Teresa Patrick, Wayne Douglas Hettenbach, Department of Justice, Ann D. Navaro, U.S. Department of Justice, Natural Resources Division/Litigation, Washington, DC, for Defendants.

James Craig Potter, Gary Charles Adler, George J. Mannina, Jr., O'Connor & Hannan, LLP, Washington, DC, for Intervenor-Defendants.

MEMORANDUM OPINION

BATES, District Judge.

Plaintiffs, who include several organizations and two individuals interested in the welfare of elephants, bring this case against the United States Department of the Interior and the Fish and Wildlife Service ("FWS") (collectively, the "federal defendants"), challenging FWS's decision to issue permits to the San Diego Zoo and the Lowry Park Zoo (collectively, the "zoos") for the importation of eleven African elephants from Swaziland. Presently before the Court is plaintiffs' motion for a preliminary injunction to prevent the import of the elephants until this Court reaches a final determination on the merits. Although the expedited briefing on plaintiffs' motion was completed only on August 6, 2003, the parties require a decision on the motion for a preliminary injunction by today, August 8, because the zoos, who have intervened as defendants, represent that it is imperative that the process to import the elephants commence immediately, before the beginning of Swaziland's rainy season. This case raises novel issues and evokes considerable emotion —in part because the record supports the conclusion that if the elephants are not exported to these zoos promptly, they will be killed. For the reasons set forth below, the motion for a preliminary injunction is denied.

II. Factual and Procedural Background

The Court will only briefly summarize the relevant background. In 1987 and 1994, the Kingdom of Swaziland imported African elephants from Kruger National Park in South Africa as part of an effort to reintroduce the species to Swaziland after a hiatus of several decades. The elephants have since been located within the Hlane and Mkhaya reserves in Swaziland. Both reserves are managed by Terence "Ted" Reilly, who is the government official responsible for managing Swaziland's threatened and endangered big game.

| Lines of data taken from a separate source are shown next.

use assert_cmd::Command;
use predicates::prelude::*;
use std::fs;
use tempfile::TempDir;

fn tsort() -> Command {
    Command::cargo_bin("tsort").unwrap()
}

#[test]
fn test_chain_from_stdin() {
    tsort()
        .write_stdin("a b\nb c\n")
        .assert()
        .success()
        .stdout("a\nb\nc\n");
}

#[test]
fn test_dash_reads_stdin() {
    tsort()
        .arg("-")
        .write_stdin("a b\nb c\n")
        .assert()
        .success()
        .stdout("a\nb\nc\n");
}

#[test]
fn test_empty_input() {
    tsort().write_stdin("").assert().success().stdout("");
}

#[test]
fn test_loop_is_reported() {
    tsort()
        .write_stdin("a b\nb a\n")
        .assert()
        .code(1)
        .stdout("-: input contains a loop\n")
        .stderr(predicate::str::contains("-: loop: a -> b -> a"));
}

#[test]
fn test_self_loop_is_reported() {
    tsort()
        .write_stdin("x y\na a\n")
        .assert()
        .code(1)
        .stdout("-: input contains a loop\n")
        .stderr(predicate::str::contains("loop: a -> a"));
}

#[test]
fn test_three_tokens_rejected() {
    tsort()
        .write_stdin("a b c\n")
        .assert()
        .code(1)
        .stdout("-: input contains an odd number of tokens\n");
}

#[test]
fn test_single_token_rejected() {
    tsort()
        .write_stdin("a b\nc\n")
        .assert()
        .code(1)
        .stdout("-: input contains an odd number of tokens\n");
}

#[test]
fn test_blank_lines_and_duplicates() {
    tsort()
        .write_stdin("a b\n\n  \na b\nb c\n")
        .assert()
        .success()
        .stdout("a\nb\nc\n");
}

#[test]
fn test_disconnected_components() {
    tsort()
        .write_stdin("a b\nc d\n")
        .assert()
        .success()
        .stdout("a\nc\nb\nd\n");
}

#[test]
fn test_tabs_separate_tokens() {
    tsort()
        .write_stdin("libc\tlibm\nlibm\t\tapp\n")
        .assert()
        .success()
        .stdout("libc\nlibm\napp\n");
}

#[test]
fn test_file_input() {
    let temp_dir = TempDir::new().unwrap();
    let path = temp_dir.path().join("deps.txt");
    fs::write(&path, "build test\ntest deploy\nbuild lint\n").unwrap();

    tsort()
        .arg(&path)
        .assert()
        .success()
        .stdout("build\ntest\nlint\ndeploy\n");
}

#[test]
fn test_loop_names_the_file() {
    let temp_dir = TempDir::new().unwrap();
    let path = temp_dir.path().join("cyclic.txt");
    fs::write(&path, "a b\nb c\nc a\n").unwrap();

    tsort()
        .arg(&path)
        .assert()
        .code(1)
        .stdout(format!("{}: input contains a loop\n", path.display()));
}

#[test]
fn test_missing_file() {
    let temp_dir = TempDir::new().unwrap();
    let path = temp_dir.path().join("missing.txt");

    tsort()
        .arg(&path)
        .assert()
        .code(1)
        .stdout(predicate::str::starts_with(format!("{}: ", path.display())));
}

#[test]
fn test_extra_operand() {
    tsort()
        .args(["one", "two"])
        .assert()
        .code(1)
        .stdout("extra operand 'two'\n");
}

#[test]
fn test_version() {
    tsort()
        .arg("--version")
        .assert()
        .success()
        .stdout(predicate::str::contains("tsort"));
}

#[test]
fn test_non_utf8_tokens_pass_through() {
    tsort()
        .write_stdin(&b"caf\xe9 bar\nbar baz\n"[..])
        .assert()
        .success()
        .stdout(&b"caf\xe9\nbar\nbaz\n"[..]);
}

#[test]
fn test_non_utf8_loop_is_reported() {
    tsort()
        .write_stdin(&b"\xff x\nx \xff\n"[..])
        .assert()
        .code(1)
        .stdout("-: input contains a loop\n");
}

The population of elephants within the Hlane and Mkhaya reserves has now grown to approximately 30 adults plus six calves. Mr. Reilly, as the head of the reserves, has become concerned about impacts upon biodiversity as a result of the elephant population. Elephants can severely deplete vegetation, cause significant damage to trees that are the homes to certain species of birds, and compete for resources with the black rhinoceroses located in the reserves, which are even more endangered than the elephants. Mr. Reilly, on behalf of Swaziland, has determined that the removal of eleven elephants is required in order to maintain a biologically diverse ecosystem within the reserves. Mr. Reilly has further stated unequivocally that if he is unable to export the elephants now, he will cull them—i.e., kill them.

The San Diego Zoo, in California, and Lowry Park Zoo, in Tampa, Florida, have made arrangements to import eleven elephants from Swaziland. The zoos will pay approximately $133,000 for the elephants, which they will use not just for display but also in an attempt to revive captive breeding. Zoos have historically had difficulty breeding captive elephants, and the elephant population in the United States is declining; the San Diego and Lowry Park Zoos hope that the import of wild captured elephants that have already established some social bonds will allow for more successful breeding and will also increase the genetic diversity of the U.S. captive elephant population. The zoos have already made and will continue to make considerable efforts to provide expanded and improved areas for housing the elephants. Swaziland, for its part, intends to use the proceeds from the elephant sale to enhance anti-poaching protections and expand available habitat for the remaining elephants.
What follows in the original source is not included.